§ **Records supplied**
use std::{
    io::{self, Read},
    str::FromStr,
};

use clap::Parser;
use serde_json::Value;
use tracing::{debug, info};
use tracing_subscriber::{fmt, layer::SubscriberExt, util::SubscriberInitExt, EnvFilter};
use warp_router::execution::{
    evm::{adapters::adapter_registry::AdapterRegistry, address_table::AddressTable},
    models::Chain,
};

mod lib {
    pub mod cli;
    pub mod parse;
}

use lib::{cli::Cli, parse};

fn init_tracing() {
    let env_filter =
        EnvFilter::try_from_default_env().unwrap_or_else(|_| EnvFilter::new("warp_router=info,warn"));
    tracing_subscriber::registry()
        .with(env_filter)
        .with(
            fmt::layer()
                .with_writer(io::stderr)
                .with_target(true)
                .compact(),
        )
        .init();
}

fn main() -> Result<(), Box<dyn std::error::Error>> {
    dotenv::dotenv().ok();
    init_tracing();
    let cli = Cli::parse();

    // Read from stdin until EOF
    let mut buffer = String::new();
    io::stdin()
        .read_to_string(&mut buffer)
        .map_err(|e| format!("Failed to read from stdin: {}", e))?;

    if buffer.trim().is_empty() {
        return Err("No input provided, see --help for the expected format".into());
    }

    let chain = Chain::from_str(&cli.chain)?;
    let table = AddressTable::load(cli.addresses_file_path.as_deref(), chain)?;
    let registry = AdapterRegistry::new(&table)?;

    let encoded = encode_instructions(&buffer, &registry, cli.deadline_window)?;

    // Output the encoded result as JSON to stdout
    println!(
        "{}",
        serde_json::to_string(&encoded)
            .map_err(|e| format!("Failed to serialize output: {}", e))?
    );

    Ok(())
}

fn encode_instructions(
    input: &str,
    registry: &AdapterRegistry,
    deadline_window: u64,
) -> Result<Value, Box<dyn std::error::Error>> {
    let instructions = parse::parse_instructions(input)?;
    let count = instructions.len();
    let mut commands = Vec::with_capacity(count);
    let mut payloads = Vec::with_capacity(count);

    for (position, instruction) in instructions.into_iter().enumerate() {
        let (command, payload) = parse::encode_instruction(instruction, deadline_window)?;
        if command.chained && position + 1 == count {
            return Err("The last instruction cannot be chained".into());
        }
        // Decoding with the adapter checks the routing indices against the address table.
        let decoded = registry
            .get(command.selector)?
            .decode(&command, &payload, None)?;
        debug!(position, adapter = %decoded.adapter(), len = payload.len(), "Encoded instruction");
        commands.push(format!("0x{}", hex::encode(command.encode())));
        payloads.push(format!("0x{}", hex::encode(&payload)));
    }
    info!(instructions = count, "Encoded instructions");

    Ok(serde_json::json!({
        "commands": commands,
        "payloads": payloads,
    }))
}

§ **What this task involves**
Taking the listing above as the source, transcribe only the lines starting at the line with "let mut payloads" and going through the line with "if command.chained &&", unaltered and with both ends included.

§ **Result of this task**
    let mut payloads = Vec::with_capacity(count);

    for (position, instruction) in instructions.into_iter().enumerate() {
        let (command, payload) = parse::encode_instruction(instruction, deadline_window)?;
        if command.chained && position + 1 == count {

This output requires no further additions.